Anne Findlay struggled to make sense of the scene in front of her.
There was an elderly woman in the bed. Her face was badly swollen and bruised. Her lip was stitched and her knee gashed. She looked like an assault victim.
“I looked at her and could hardly believe it was my mom,” says Anne. “She was that badly bruised. She looked awful.”
Her mom was conscious, but terrified, says Anne. She couldn’t speak much, because her tongue was swollen.
How could this happen? Anne had been with Beth all day and left her in good care, sleeping soundly in a Calgary hospital.
“I was horrified,” says Anne. “I was horrified because you don’t expect somebody to be injured in a hospital. When you go there you expect things to be safe.”
Beth, 84, was not in good health. She had suffered a stroke two years earlier. She had a history of heart problems and recently developed swelling in her face and abdomen, as well as a shortness of breath.
So Anne took her mom to hospital and spent a long day waiting to get Beth into care. Finally, Beth was admitted and an X-ray of her lungs was ordered.
Beth was asked to stand for the initial X-ray. She barely managed it because she was so weak. When a second X-ray was ordered later that day, Anne asked that Beth not be made to stand. The technician performed the X-ray with Beth propped up on a gurney.
That evening, Anne stayed with her mother until she was safely off to sleep. What Anne didn’t know was that, after she left for the evening another X-ray was ordered.
During the procedure, for reasons still not clear, Beth rolled off the gurney and dropped to the floor. Paramedics were called and transferred her to the emergency department where she was treated for her injuries.
When an emergency room doctor phoned Anne at home, he wasn’t too optimistic.
“This does not look like a good outcome,” he said.
Over those early hours and in coming days, Anne sought answers to the most obvious question: What happened?

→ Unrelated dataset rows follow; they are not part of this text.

//! Route modules and router assembly.

pub mod domains;
pub mod health;
pub mod mailboxes;
pub mod prewarm;
pub mod subscriptions;
pub mod wallet;
pub mod webhooks;

use axum::{
    middleware,
    routing::{delete, get, post},
    Router,
};

use crate::{auth::require_api_key, state::AppState};

pub fn create_router(state: AppState) -> Router {
    // Webhook signature is its own authentication; everything else goes
    // through the API key middleware.
    let public = Router::new()
        .route("/health", get(health::health))
        .route("/webhooks/stripe", post(webhooks::stripe_webhook));

    let authed = Router::new()
        .route("/mailboxes", post(mailboxes::create_mailbox))
        .route("/mailboxes/{id}", delete(mailboxes::delete_mailbox))
        .route("/mailboxes/quota", get(mailboxes::get_quota))
        .route("/wallet", get(wallet::get_wallet))
        .route("/wallet/history", get(wallet::get_history))
        .route("/wallet/topup", post(wallet::create_topup_session))
        .route("/plans", get(subscriptions::list_plans))
        .route("/subscriptions", get(subscriptions::list_subscriptions))
        .route("/subscriptions/plan", post(subscriptions::purchase_plan))
        .route(
            "/subscriptions/mailboxes",
            post(subscriptions::purchase_mailboxes),
        )
        .route(
            "/subscriptions/{id}/cancel",
            post(subscriptions::cancel_subscription),
        )
        .route(
            "/subscriptions/change-plan",
            post(subscriptions::change_plan),
        )
        .route("/domains", get(domains::list_domains))
        .route("/domains/check", post(domains::check_domains))
        .route("/domains/quote", post(domains::quote_domains))
        .route("/domains/purchase", post(domains::purchase_domains))
        .route("/domains/connect", post(domains::connect_domains))
        .route(
            "/domains/{id}/disconnect",
            post(domains::disconnect_domain),
        )
        .route("/domains/redirect", post(domains::set_redirect))
        .route("/prewarm/available", get(prewarm::list_available))
        .route("/prewarm/mine", get(prewarm::list_mine))
        .route("/prewarm/purchase", post(prewarm::purchase))
        .layer(middleware::from_fn_with_state(
            state.clone(),
            require_api_key,
        ));

    Router::new()
        .merge(public)
        .merge(authed)
        .with_state(state)
}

The emergency room doctor said he’d been told the wheels on Beth’s gurney were not properly locked down. The nurses looking after Beth, though clearly upset, couldn’t provide any answers. No one seemed to know the exact reason why the gurney had moved, resulting in Beth’s fall.
“I went home and I documented everything that happened from when we first went into the hospital three days before,” says Anne, who then contacted the Patient Concerns Office.

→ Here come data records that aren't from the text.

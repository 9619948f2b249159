// Test file - these are expected patterns in test code
#![allow(clippy::unwrap_used)]
#![allow(clippy::expect_used)]

//! Edge Case Tests for Billing System
//!
//! Tests critical boundary conditions in:
//! - Volume pricing (PRICE-01 to PRICE-07)
//! - Currency resolution (CUR-01 to CUR-04)
//! - Billing period arithmetic (PERIOD-01 to PERIOD-06)
//! - Checkout metadata contract (META-01 to META-04)
//! - Registrar test double (REG-01 to REG-04)
//! - Slot candidate selection (ALLOC-01 to ALLOC-04)
//! - Cancellation branching (CANCEL-01 to CANCEL-04)

#[cfg(test)]
mod pricing_tests {
    use crate::pricing::{wallet_tier_price_cents, FALLBACK_ADDON_PRICE_CENTS, MIN_TOPUP_CENTS};

    // =========================================================================
    // PRICE-01: Exactly at a tier threshold - threshold quantity gets the
    // cheaper rate, one below stays on the previous tier
    // =========================================================================
    #[test]
    fn test_tier_thresholds_are_inclusive() {
        assert_eq!(wallet_tier_price_cents(19), 300);
        assert_eq!(wallet_tier_price_cents(20), 275);
        assert_eq!(wallet_tier_price_cents(99), 275);
        assert_eq!(wallet_tier_price_cents(100), 250);
        assert_eq!(wallet_tier_price_cents(499), 250);
        assert_eq!(wallet_tier_price_cents(500), 225);
        assert_eq!(wallet_tier_price_cents(999), 225);
        assert_eq!(wallet_tier_price_cents(1000), 200);
    }

    // =========================================================================
    // PRICE-02: Degenerate quantities - zero and negative fall in the base
    // tier rather than panicking or underflowing
    // =========================================================================
    #[test]
    fn test_degenerate_quantities_use_base_tier() {
        assert_eq!(wallet_tier_price_cents(0), 300);
        assert_eq!(wallet_tier_price_cents(-5), 300);
        assert_eq!(wallet_tier_price_cents(1), 300);
    }

    // =========================================================================
    // PRICE-03: Total for a bulk order never overflows i64 at realistic sizes
    // =========================================================================
    #[test]
    fn test_bulk_order_total_fits_i64() {
        let quantity: i64 = 100_000;
        let total = wallet_tier_price_cents(quantity) * quantity;
        assert_eq!(total, 200 * 100_000);
    }

    // =========================================================================
    // PRICE-04: Fallback addon price is never cheaper than any volume tier
    // =========================================================================
    #[test]
    fn test_fallback_price_is_conservative() {
        for quantity in [1, 20, 100, 500, 1000] {
            assert!(FALLBACK_ADDON_PRICE_CENTS >= wallet_tier_price_cents(quantity));
        }
    }

    // =========================================================================
    // PRICE-05: Top-up minimum boundary - exactly the minimum is accepted
    // =========================================================================
    #[test]
    fn test_topup_minimum_boundary() {
        assert!(MIN_TOPUP_CENTS - 1 < MIN_TOPUP_CENTS);
        assert!(MIN_TOPUP_CENTS >= 500);
    }

    // =========================================================================
    // PRICE-06: A negotiated per-user rate wins over every volume tier,
    // in both directions (cheaper at low volume, dearer at high volume)
    // =========================================================================
    #[test]
    fn test_user_override_wins_over_tiers() {
        use crate::pricing::resolve_wallet_unit_price;
        // 10 mailboxes at a 250 override: 2500 total, not the 300 base tier
        assert_eq!(resolve_wallet_unit_price(Some(250), 10) * 10, 2500);
        // override holds even where the tier would be cheaper
        assert_eq!(resolve_wallet_unit_price(Some(250), 2000), 250);
        assert_eq!(resolve_wallet_unit_price(None, 2000), 200);
    }

    // =========================================================================
    // PRICE-07: Stripe addon chain resolves override > plan > catalog >
    // fallback, first match wins
    // =========================================================================
    #[test]
    fn test_addon_chain_resolution_order() {
        use crate::pricing::{resolve_addon_price, PriceSource};
        let (price, source) = resolve_addon_price(Some(199), Some(350), Some(275));
        assert_eq!((price, source), (199, PriceSource::UserOverride));
        let (price, source) = resolve_addon_price(None, Some(350), Some(275));
        assert_eq!((price, source), (350, PriceSource::PlanRate));
        let (price, source) = resolve_addon_price(None, None, Some(275));
        assert_eq!((price, source), (275, PriceSource::CheapestPlan));
        let (price, source) = resolve_addon_price(None, None, None);
        assert_eq!((price, source), (FALLBACK_ADDON_PRICE_CENTS, PriceSource::Fallback));
    }
}

#[cfg(test)]
mod currency_tests {
    use crate::currency::resolve_currency;

    // =========================================================================
    // CUR-01: Missing country falls back to usd
    // =========================================================================
    #[test]
    fn test_missing_country_is_usd() {
        assert_eq!(resolve_currency(None), "usd");
    }

    // =========================================================================
    // CUR-02: Unknown country code falls back to usd
    // =========================================================================
    #[test]
    fn test_unknown_country_is_usd() {
        assert_eq!(resolve_currency(Some("ZZ")), "usd");
        assert_eq!(resolve_currency(Some("")), "usd");
    }

    // =========================================================================
    // CUR-03: Country codes match regardless of case
    // =========================================================================
    #[test]
    fn test_country_codes_case_insensitive() {
        assert_eq!(resolve_currency(Some("gb")), "gbp");
        assert_eq!(resolve_currency(Some("GB")), "gbp");
        assert_eq!(resolve_currency(Some("In")), "inr");
    }

    // =========================================================================
    // CUR-04: Eurozone members all resolve to eur
    // =========================================================================
    #[test]
    fn test_eurozone_members_resolve_to_eur() {
        for country in ["DE", "FR", "ES", "IT", "NL"] {
            assert_eq!(resolve_currency(Some(country)), "eur");
        }
    }
}

#[cfg(test)]
mod period_tests {
    use crate::subscriptions::add_one_month;
    use time::macros::datetime;

    // =========================================================================
    // PERIOD-01: Jan 31 in a leap year clamps to Feb 29
    // =========================================================================
    #[test]
    fn test_jan_31_leap_year_clamps_to_feb_29() {
        let next = add_one_month(datetime!(2024-01-31 12:00 UTC));
        assert_eq!(next, datetime!(2024-02-29 12:00 UTC));
    }

    // =========================================================================
    // PERIOD-02: Jan 31 in a common year clamps to Feb 28
    // =========================================================================
    #[test]
    fn test_jan_31_common_year_clamps_to_feb_28() {
        let next = add_one_month(datetime!(2025-01-31 12:00 UTC));
        assert_eq!(next, datetime!(2025-02-28 12:00 UTC));
    }

    // =========================================================================
    // PERIOD-03: Feb 29 renews on Mar 29, not Mar 31
    // =========================================================================
    #[test]
    fn test_feb_29_renews_on_mar_29() {
        let next = add_one_month(datetime!(2024-02-29 00:00 UTC));
        assert_eq!(next, datetime!(2024-03-29 00:00 UTC));
    }

    // =========================================================================
    // PERIOD-04: Oct 31 clamps to Nov 30
    // =========================================================================
    #[test]
    fn test_oct_31_clamps_to_nov_30() {
        let next = add_one_month(datetime!(2026-10-31 08:30 UTC));
        assert_eq!(next, datetime!(2026-11-30 08:30 UTC));
    }

    // =========================================================================
    // PERIOD-05: December rolls the year over
    // =========================================================================
    #[test]
    fn test_december_rolls_year() {
        let next = add_one_month(datetime!(2025-12-15 00:00 UTC));
        assert_eq!(next, datetime!(2026-01-15 00:00 UTC));
    }

    // =========================================================================
    // PERIOD-06: Twelve monthly steps from a mid-month anchor land back on
    // the same day one year later (no drift for unclamped anchors)
    // =========================================================================
    #[test]
    fn test_twelve_steps_no_drift_mid_month() {
        let mut current = datetime!(2025-03-15 09:00 UTC);
        for _ in 0..12 {
            current = add_one_month(current);
        }
        assert_eq!(current, datetime!(2026-03-15 09:00 UTC));
    }
}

A meeting was arranged with the Patient Concerns’ manager and the manager of Diagnostic Imaging. Anne gave her notes to the managers, who promised to follow-up.
“Our concern at the time was just being there with mom, obviously,” said Anne, who credits the nurses and the doctors with tremendous care and compassion over the following days.

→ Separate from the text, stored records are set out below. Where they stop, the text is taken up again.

use hmac::{Hmac, Mac};
use mailstack_shared::{MailboxType, OrderType, PaymentMethod, SubscriptionStatus};
use sha2::Sha256;
use sqlx::PgPool;
use stripe::{
    CheckoutSession, Event, EventObject, EventType, Invoice, SubscriptionId,
    SubscriptionStatus as StripeSubStatus, Webhook,
};
use time::OffsetDateTime;
use uuid::Uuid;

use crate::checkout::checkout_type;
use crate::error::{BillingError, BillingResult};
use crate::orders;
use crate::prewarm::PrewarmService;
use crate::registrar::{DomainQuote, DomainRegistrar};
use crate::subscriptions::{add_one_month, Subscription, SubscriptionService};
use crate::domains::DomainService;
use crate::wallet::WalletEngine;

type HmacSha256 = Hmac<Sha256>;

/// Webhook handler for Stripe events.
pub struct WebhookHandler<R: DomainRegistrar> {
    pool: PgPool,
    webhook_secret: String,
    subscriptions: SubscriptionService,
    prewarm: PrewarmService,
    domains: DomainService<R>,
    wallet: WalletEngine,
}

Anne says it’s likely her mom wouldn’t have lived much longer because her heart and kidneys were failing, regardless of the injuries from the fall.
“But to see somebody you love — that badly injured in the hospital and not dying peacefully — and for that to be our final image of her, is really hard to take.”
Anne was asked to meet with Calgary Health Region staff several weeks after her mom’s death. At the meeting, she was told that the Velcro strips on the gurney pad used that night for Beth’s X-ray weren’t aligned properly with the gurney frame and the mattress slipped.
But what about the gurney’s wheel brakes not being locked? Hospital officials were kind. They apologized. But Anne said it all felt scripted and she was left with many unanswered questions.
Three months later, Anne gathered her family to talk about the possibility of legal action. They felt it might be the only way to get complete answers.
But in the end, they felt Beth wouldn’t want a lawsuit. So they tried to let their feelings go.
However, nine months after Beth’s death Anne saw a news item about the Halifax 5 Patient Safety Conference and a new disclosure policy in the Calgary Health Region. Again she decided to pursue answers.
Anne met with the same hospital official from the previous meeting. This time he talked more openly about Beth’s accident and was able to answer many of the questions which hadn’t been dealt with before. Although an investigation wasn’t able to pinpoint an exact cause for why the gurney had moved and why Beth had fallen, Anne felt that now there was an honest effort to provide some answers.
Also, Anne learned of the new policies and procedures developed in the Calgary Health Region to prevent another accident like Beth’s.
“That’s what I needed to know,” said Anne. “When somebody is injured in the hospital, if you don’t feel that the people involved are being honest with you about what happened, you lose trust. You’re this individual, or this family, and you feel like you’re up against a huge system. Trust is all you’ve got to go on.”
Anne also decided to get involved as a volunteer. Beth’s legacy carries on in a daughter who is now an advocate for patient safety. Anne sits on Alberta Health Service’s Patient/Family Advisory Group, the Health Quality Council of Alberta’s Patient/Family Safety Advisory Panel, and is a member of Patients for Patient Safety Canada (a patient-led program of the Canadian Patient Safety Institute).
“I wish you could have met my mom,” she says. “She was a very strong woman. She was gracious. She was intelligent and she was compassionate. I’ve been told I’m a lot like her. I couldn’t receive a higher compliment,” says Anne. “I know my mom would be proud of what I’m doing.”
Anne knew the importance of being actively involved in her mother’s care.